**Problem requirements:**
Among the entries below, find all lines that include "ProjectedNeedStatus" and copy them.

Collected data entries:

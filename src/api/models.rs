use chrono::{DateTime, NaiveDate, Utc};
use rust_decimal::Decimal;
use serde::{Deserialize, Serialize};
use uuid::Uuid;
use validator::Validate;

use crate::ledger::models::{HelpOffer, Need, NeedCategory, User};
use crate::offers::state::{project_need_status, OfferState, ProjectedNeedStatus};

// ========== REQUEST MODELS ==========

#[derive(Debug, Deserialize, Validate)]
pub struct CreateUserRequest {
    #[validate(length(min = 1, max = 100))]
    pub display_name: String,
    #[validate(email)]
    pub email: String,
    #[validate(length(max = 32))]
    pub phone: Option<String>,
}

#[derive(Debug, Deserialize, Validate)]
pub struct CreateNeedRequest {
    #[validate(length(min = 1, max = 200))]
    pub title: String,
    #[validate(length(min = 1, max = 5000))]
    pub description: String,
    pub category: NeedCategory,

    pub budget_amount: Option<Decimal>,
    /// ISO 4217 code, lowercased; defaults to sek
    #[validate(length(equal = 3))]
    pub budget_currency: Option<String>,

    #[validate(length(max = 200))]
    pub location: Option<String>,
    pub needed_by: Option<NaiveDate>,
}

#[derive(Debug, Deserialize, Validate)]
pub struct CreateOfferRequest {
    #[validate(length(max = 2000))]
    pub message: Option<String>,
    /// Helpers normally self-declare approval at submission
    pub helper_approved: Option<bool>,
}

#[derive(Debug, Deserialize)]
pub struct CheckoutRequest {
    pub need_id: Uuid,
    pub help_offer_id: Uuid,
}

// ========== RESPONSE MODELS ==========

#[derive(Debug, Serialize)]
pub struct UserResponse {
    pub id: Uuid,
    pub display_name: String,
    pub email: String,
    pub phone: Option<String>,
    pub payouts_ready: bool,
    pub created_at: DateTime<Utc>,
}

impl From<User> for UserResponse {
    fn from(user: User) -> Self {
        Self {
            id: user.id,
            display_name: user.display_name,
            email: user.email,
            phone: user.phone,
            payouts_ready: user.payouts_ready,
            created_at: user.created_at,
        }
    }
}

#[derive(Debug, Serialize)]
pub struct NeedResponse {
    pub id: Uuid,
    pub requester_id: Uuid,
    pub title: String,
    pub description: String,
    pub category: NeedCategory,
    pub budget_amount: Option<Decimal>,
    pub budget_currency: String,
    pub location: Option<String>,
    pub needed_by: Option<NaiveDate>,
    /// Caller-facing status including the transitional projections
    pub status: ProjectedNeedStatus,
    pub created_at: DateTime<Utc>,
    pub updated_at: DateTime<Utc>,
}

impl NeedResponse {
    pub fn from_need(need: Need, offer_states: &[OfferState]) -> Self {
        let status = project_need_status(need.status, offer_states);
        Self {
            id: need.id,
            requester_id: need.requester_id,
            title: need.title,
            description: need.description,
            category: need.category,
            budget_amount: need.budget_amount,
            budget_currency: need.budget_currency,
            location: need.location,
            needed_by: need.needed_by,
            status,
            created_at: need.created_at,
            updated_at: need.updated_at,
        }
    }
}

/// Contact details, disclosed only between the parties of a mutually
/// approved offer
#[derive(Debug, Serialize)]
pub struct ContactDetails {
    pub display_name: String,
    pub email: String,
    pub phone: Option<String>,
}

impl From<User> for ContactDetails {
    fn from(user: User) -> Self {
        Self {
            display_name: user.display_name,
            email: user.email,
            phone: user.phone,
        }
    }
}

#[derive(Debug, Serialize)]
pub struct OfferResponse {
    pub id: Uuid,
    pub need_id: Uuid,
    pub helper_id: Uuid,
    pub message: Option<String>,
    pub state: OfferState,
    pub requester_approved: bool,
    pub helper_approved: bool,
    pub mutually_approved: bool,
    #[serde(skip_serializing_if = "Option::is_none")]
    pub helper_contact: Option<ContactDetails>,
    #[serde(skip_serializing_if = "Option::is_none")]
    pub requester_contact: Option<ContactDetails>,
    pub created_at: DateTime<Utc>,
    pub updated_at: DateTime<Utc>,
}

impl OfferResponse {
    pub fn from_offer(
        offer: HelpOffer,
        helper_contact: Option<ContactDetails>,
        requester_contact: Option<ContactDetails>,
    ) -> Self {
        Self {
            id: offer.id,
            need_id: offer.need_id,
            helper_id: offer.helper_id,
            message: offer.message,
            state: offer.state,
            requester_approved: offer.state.requester_approved(),
            helper_approved: offer.state.helper_approved(),
            mutually_approved: offer.state.is_mutually_approved(),
            helper_contact,
            requester_contact,
            created_at: offer.created_at,
            updated_at: offer.updated_at,
        }
    }
}

#[derive(Debug, Serialize)]
pub struct CheckoutResponse {
    pub checkout_url: String,
}

#[derive(Debug, Serialize)]
pub struct OnboardingResponse {
    pub onboarding_url: String,
}
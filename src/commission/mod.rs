use rust_decimal::{Decimal, RoundingStrategy};

/// Result of splitting a payment into platform and helper portions
#[derive(Debug, Clone, Copy, PartialEq, Eq)]
pub struct CommissionSplit {
    pub commission_amount: Decimal,
    pub helper_amount: Decimal,
}

/// Split an amount between the platform commission and the helper payout.
///
/// The commission is rounded half-up to the currency minor unit (2 decimal
/// places) and the helper gets the exact remainder, so the two parts always
/// sum back to the original amount. The rate is passed in by the caller and
/// snapshotted onto the commission record; it is never re-read at settlement.
pub fn split(original_amount: Decimal, rate: Decimal) -> CommissionSplit {
    let commission_amount = (original_amount * rate)
        .round_dp_with_strategy(2, RoundingStrategy::MidpointAwayFromZero);

    CommissionSplit {
        commission_amount,
        helper_amount: original_amount - commission_amount,
    }
}

#[cfg(test)]
mod tests {
    use super::*;
    use rust_decimal_macros::dec;

    #[test]
    fn test_budget_of_200_sek_at_default_rate() {
        let split = split(dec!(200), dec!(0.10));
        assert_eq!(split.commission_amount, dec!(20.00));
        assert_eq!(split.helper_amount, dec!(180.00));
    }

    #[test]
    fn test_parts_always_sum_to_original() {
        for (amount, rate) in [
            (dec!(199.99), dec!(0.10)),
            (dec!(0.01), dec!(0.10)),
            (dec!(333.33), dec!(0.15)),
            (dec!(1), dec!(0.125)),
            (dec!(12345.67), dec!(0.07)),
        ] {
            let s = split(amount, rate);
            assert_eq!(
                s.commission_amount + s.helper_amount,
                amount,
                "split of {} at {} does not sum back",
                amount,
                rate
            );
        }
    }

    #[test]
    fn test_midpoint_rounds_up() {
        // 0.05 * 0.10 = 0.005, a midpoint: half-up gives the platform the öre
        let s = split(dec!(0.05), dec!(0.10));
        assert_eq!(s.commission_amount, dec!(0.01));
        assert_eq!(s.helper_amount, dec!(0.04));
    }

    #[test]
    fn test_zero_rate_gives_everything_to_helper() {
        let s = split(dec!(500), Decimal::ZERO);
        assert_eq!(s.commission_amount, Decimal::ZERO);
        assert_eq!(s.helper_amount, dec!(500));
    }
}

**Reply:**
use crate::offers::state::{project_need_status, OfferState, ProjectedNeedStatus};
    pub status: ProjectedNeedStatus,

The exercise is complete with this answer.